Task details:
Within the listing below, the lines containing "String" are to be counted. Give the number only.

*****

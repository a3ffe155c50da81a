#[derive(Debug, thiserror::Error)]
pub enum Error {
    #[error("Invalid input: {0}")]
    InvalidInput(String),

    #[error("Malformed rigid transform: {0}")]
    MalformedTransform(String),

    #[error("Frame {0} contains no points")]
    EmptyFrame(u64),

    #[error("Model is empty, seed it with the first frame before registering")]
    EmptyModel,

    #[error("Parse error: {0}")]
    Parse(String),

    #[error("Unsupported format: {0}")]
    UnsupportedFormat(String),

    #[error("Invalid data: {0}")]
    InvalidData(String),

    #[error("I/O error: {0}")]
    Io(#[from] std::io::Error),
}

pub type Result<T> = std::result::Result<T, Error>;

*****

Solution to this problem:
5